The primary objective of this study was to characterize the association between cyclic alternating pattern (CAP) and neurocognitive performance in a group of normal subjects before and after two nights of experimentally-induced sleep fragmentation.

SUBJECTS AND METHODS

Fifteen healthy subjects underwent one night of uninterrupted and two sequential nights of experimental sleep fragmentation achieved by auditory and mechanical stimuli. Eight subjects were re-examined using a similar paradigm with three nights of uninterrupted sleep. Sleep was polygraphically recorded and CAP analysis was performed for all recordings. A battery of neurocognitive tests was performed for spatial attention, inhibition of return, mental rotation, and Stroop color word test in the afternoon following the first and third night of sleep under fragmented and non-fragmented conditions.

RESULTS

With sleep fragmentation, the percentage of slow-wave sleep was dramatically reduced and there was a twofold increase in total CAP rate across all NREM sleep stages.
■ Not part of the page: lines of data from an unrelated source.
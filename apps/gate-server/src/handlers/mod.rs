//! HTTP handlers and route configuration.

mod chat;
mod health;
mod verify;

use actix_web::web;

use crate::middleware::admission::AdmissionMiddleware;
use crate::middleware::auth::SessionAuthMiddleware;
use crate::middleware::prompt_length::PromptLengthMiddleware;

/// Configure all application routes, mounted under both `/api` and `/`.
pub fn configure_routes(cfg: &mut web::ServiceConfig) {
    cfg.service(web::scope("/api").configure(gate_routes))
        .configure(gate_routes);
}

fn gate_routes(cfg: &mut web::ServiceConfig) {
    cfg.route("/health", web::get().to(health::health_check))
        .route("/verify", web::post().to(verify::verify))
        .service(
            web::resource("/verify-vipkey")
                .wrap(AdmissionMiddleware::common())
                .route(web::post().to(verify::verify_vipkey)),
        )
        .service(
            // Wrapped last runs first: auth, admission, prompt length.
            web::resource("/chat-process")
                .wrap(PromptLengthMiddleware)
                .wrap(AdmissionMiddleware::chat())
                .wrap(SessionAuthMiddleware)
                .route(web::post().to(chat::chat_process)),
        );
}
Moreover, the number of all CAP A subtypes/hour of sleep (index) was significantly increased. Total CAP rate during the non-fragmented night correlated with reaction times. Similarly, the percentages of A1 and A3 subtypes were negatively and positively correlated with reaction times, respectively. Of the neurocognitive test battery, however, only values obtained from some subtests of the mental rotation test showed a significant improvement after sleep fragmentation.

CONCLUSIONS

The results of this study suggest that CAP A1 subtypes are associated with higher cognitive functioning, whereas CAP A3 subtypes are associated with lower cognitive functioning in young healthy subjects. The lack of cognitive functioning impairment after sleep fragmentation may be due to persistence and even enhancement of transient slow-wave activity contained in CAP A1 subtypes which also caused a significant enhancement of the EEG power spectrum in the lower frequencies.